Task input:
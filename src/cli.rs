use std::path::PathBuf;

use clap::Parser;

use crate::config::DEFAULT_CONFIG_PATH;
use crate::format::OutputFormat;

#[derive(Parser, Debug)]
#[command(name = "slack-suppressor")]
#[command(about = "Marks messages in keyword-named Slack channels and groups as read")]
#[command(version)]
pub struct Cli {
    /// Config file listing the channel and group names to suppress
    #[arg(long, default_value = DEFAULT_CONFIG_PATH)]
    pub config: PathBuf,

    /// Output format for suppressed messages
    #[arg(long, value_enum, default_value_t = OutputFormat::Structured)]
    pub printer: OutputFormat,

    /// Disable bold section labels
    #[arg(long)]
    pub no_color: bool,
}
//! Slack Web API client backing [`PlatformClient`].

use async_trait::async_trait;
use serde::de::DeserializeOwned;
use serde::Deserialize;
use serde_json::{Map, Value};
use tracing::trace;

use super::{ConversationInfo, PlatformClient, UserInfo};
use crate::config::SlackConfig;
use crate::error::PlatformError;

#[derive(Debug, Deserialize)]
struct SlackEnvelope {
    ok: bool,
    #[serde(default)]
    error: Option<String>,
    #[serde(flatten)]
    fields: Map<String, Value>,
}

#[derive(Clone)]
pub struct SlackClient {
    http: reqwest::Client,
    api_base: String,
    token: String,
}

impl SlackClient {
    pub fn new(config: &SlackConfig, token: &str) -> anyhow::Result<Self> {
        let http = reqwest::Client::builder()
            .user_agent(concat!("slack-suppressor/", env!("CARGO_PKG_VERSION")))
            .timeout(config.request_timeout())
            .build()?;

        Ok(Self {
            http,
            api_base: config.api_base.trim_end_matches('/').to_string(),
            token: token.trim().to_string(),
        })
    }

    /// Request a websocket URL for the real-time messaging session.
    pub async fn rtm_connect(&self) -> Result<String, PlatformError> {
        self.call("rtm.connect", &[], "url").await
    }

    /// POST a form-encoded method call and return the named response field.
    async fn call<T: DeserializeOwned>(
        &self,
        method: &str,
        params: &[(&str, &str)],
        field: &str,
    ) -> Result<T, PlatformError> {
        let mut fields = self.call_raw(method, params).await?;
        let value = fields.remove(field).ok_or_else(|| PlatformError::Decode {
            method: method.to_string(),
            message: format!("missing `{field}`"),
        })?;
        serde_json::from_value(value).map_err(|e| PlatformError::Decode {
            method: method.to_string(),
            message: e.to_string(),
        })
    }

    async fn call_raw(
        &self,
        method: &str,
        params: &[(&str, &str)],
    ) -> Result<Map<String, Value>, PlatformError> {
        let url = format!("{}/{}", self.api_base, method);
        trace!("Calling slack api {}", method);

        let response = self
            .http
            .post(&url)
            .bearer_auth(&self.token)
            .form(params)
            .send()
            .await
            .map_err(|source| PlatformError::Transport {
                method: method.to_string(),
                source,
            })?;

        let status = response.status();
        if !status.is_success() {
            let body = response.text().await.unwrap_or_default();
            return Err(PlatformError::Status {
                method: method.to_string(),
                status: status.as_u16(),
                body,
            });
        }

        let envelope: SlackEnvelope =
            response.json().await.map_err(|e| PlatformError::Decode {
                method: method.to_string(),
                message: e.to_string(),
            })?;

        if !envelope.ok {
            return Err(PlatformError::api(
                method,
                envelope.error.unwrap_or_else(|| "unknown_error".to_string()),
            ));
        }
        Ok(envelope.fields)
    }
}

#[async_trait]
impl PlatformClient for SlackClient {
    async fn channel_info(&self, channel_id: &str) -> Result<ConversationInfo, PlatformError> {
        self.call("channels.info", &[("channel", channel_id)], "channel")
            .await
    }

    async fn group_info(&self, group_id: &str) -> Result<ConversationInfo, PlatformError> {
        self.call("groups.info", &[("channel", group_id)], "group")
            .await
    }

    async fn set_channel_read_mark(
        &self,
        channel_id: &str,
        ts: &str,
    ) -> Result<(), PlatformError> {
        self.call_raw("channels.mark", &[("channel", channel_id), ("ts", ts)])
            .await
            .map(|_| ())
    }

    async fn set_group_read_mark(&self, group_id: &str, ts: &str) -> Result<(), PlatformError> {
        self.call_raw("groups.mark", &[("channel", group_id), ("ts", ts)])
            .await
            .map(|_| ())
    }

    async fn user_info(&self, user_id: &str) -> Result<UserInfo, PlatformError> {
        self.call("users.info", &[("user", user_id)], "user").await
    }
}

What to produce:
Faithfully copy every entry, leaving nothing out.

Answer box:
filename src/cli.rs
use std::path::PathBuf;

use clap::Parser;

use crate::config::DEFAULT_CONFIG_PATH;
use crate::format::OutputFormat;

#[derive(Parser, Debug)]
#[command(name = "slack-suppressor")]
#[command(about = "Marks messages in keyword-named Slack channels and groups as read")]
#[command(version)]
pub struct Cli {
    /// Config file listing the channel and group names to suppress
    #[arg(long, default_value = DEFAULT_CONFIG_PATH)]
    pub config: PathBuf,

    /// Output format for suppressed messages
    #[arg(long, value_enum, default_value_t = OutputFormat::Structured)]
    pub printer: OutputFormat,

    /// Disable bold section labels
    #[arg(long)]
    pub no_color: bool,
}
//! Slack Web API client backing [`PlatformClient`].

use async_trait::async_trait;
use serde::de::DeserializeOwned;
use serde::Deserialize;
use serde_json::{Map, Value};
use tracing::trace;

use super::{ConversationInfo, PlatformClient, UserInfo};
use crate::config::SlackConfig;
use crate::error::PlatformError;

#[derive(Debug, Deserialize)]
struct SlackEnvelope {
    ok: bool,
    #[serde(default)]
    error: Option<String>,
    #[serde(flatten)]
    fields: Map<String, Value>,
}

#[derive(Clone)]
pub struct SlackClient {
    http: reqwest::Client,
    api_base: String,
    token: String,
}

impl SlackClient {
    pub fn new(config: &SlackConfig, token: &str) -> anyhow::Result<Self> {
        let http = reqwest::Client::builder()
            .user_agent(concat!("slack-suppressor/", env!("CARGO_PKG_VERSION")))
            .timeout(config.request_timeout())
            .build()?;

        Ok(Self {
            http,
            api_base: config.api_base.trim_end_matches('/').to_string(),
            token: token.trim().to_string(),
        })
    }

    /// Request a websocket URL for the real-time messaging session.
    pub async fn rtm_connect(&self) -> Result<String, PlatformError> {
        self.call("rtm.connect", &[], "url").await
    }

    /// POST a form-encoded method call and return the named response field.
    async fn call<T: DeserializeOwned>(
        &self,
        method: &str,
        params: &[(&str, &str)],
        field: &str,
    ) -> Result<T, PlatformError> {
        let mut fields = self.call_raw(method, params).await?;
        let value = fields.remove(field).ok_or_else(|| PlatformError::Decode {
            method: method.to_string(),
            message: format!("missing `{field}`"),
        })?;
        serde_json::from_value(value).map_err(|e| PlatformError::Decode {
            method: method.to_string(),
            message: e.to_string(),
        })
    }

    async fn call_raw(
        &self,
        method: &str,
        params: &[(&str, &str)],
    ) -> Result<Map<String, Value>, PlatformError> {
        let url = format!("{}/{}", self.api_base, method);
        trace!("Calling slack api {}", method);

        let response = self
            .http
            .post(&url)
            .bearer_auth(&self.token)
            .form(params)
            .send()
            .await
            .map_err(|source| PlatformError::Transport {
                method: method.to_string(),
                source,
            })?;

        let status = response.status();
        if !status.is_success() {
            let body = response.text().await.unwrap_or_default();
            return Err(PlatformError::Status {
                method: method.to_string(),
                status: status.as_u16(),
                body,
            });
        }

        let envelope: SlackEnvelope =
            response.json().await.map_err(|e| PlatformError::Decode {
                method: method.to_string(),
                message: e.to_string(),
            })?;

        if !envelope.ok {
            return Err(PlatformError::api(
                method,
                envelope.error.unwrap_or_else(|| "unknown_error".to_string()),
            ));
        }
        Ok(envelope.fields)
    }
}

#[async_trait]
impl PlatformClient for SlackClient {
    async fn channel_info(&self, channel_id: &str) -> Result<ConversationInfo, PlatformError> {
        self.call("channels.info", &[("channel", channel_id)], "channel")
            .await
    }

    async fn group_info(&self, group_id: &str) -> Result<ConversationInfo, PlatformError> {
        self.call("groups.info", &[("channel", group_id)], "group")
            .await
    }

    async fn set_channel_read_mark(
        &self,
        channel_id: &str,
        ts: &str,
    ) -> Result<(), PlatformError> {
        self.call_raw("channels.mark", &[("channel", channel_id), ("ts", ts)])
            .await
            .map(|_| ())
    }

    async fn set_group_read_mark(&self, group_id: &str, ts: &str) -> Result<(), PlatformError> {
        self.call_raw("groups.mark", &[("channel", group_id), ("ts", ts)])
            .await
            .map(|_| ())
    }

    async fn user_info(&self, user_id: &str) -> Result<UserInfo, PlatformError> {
        self.call("users.info", &[("user", user_id)], "user").await
    }
}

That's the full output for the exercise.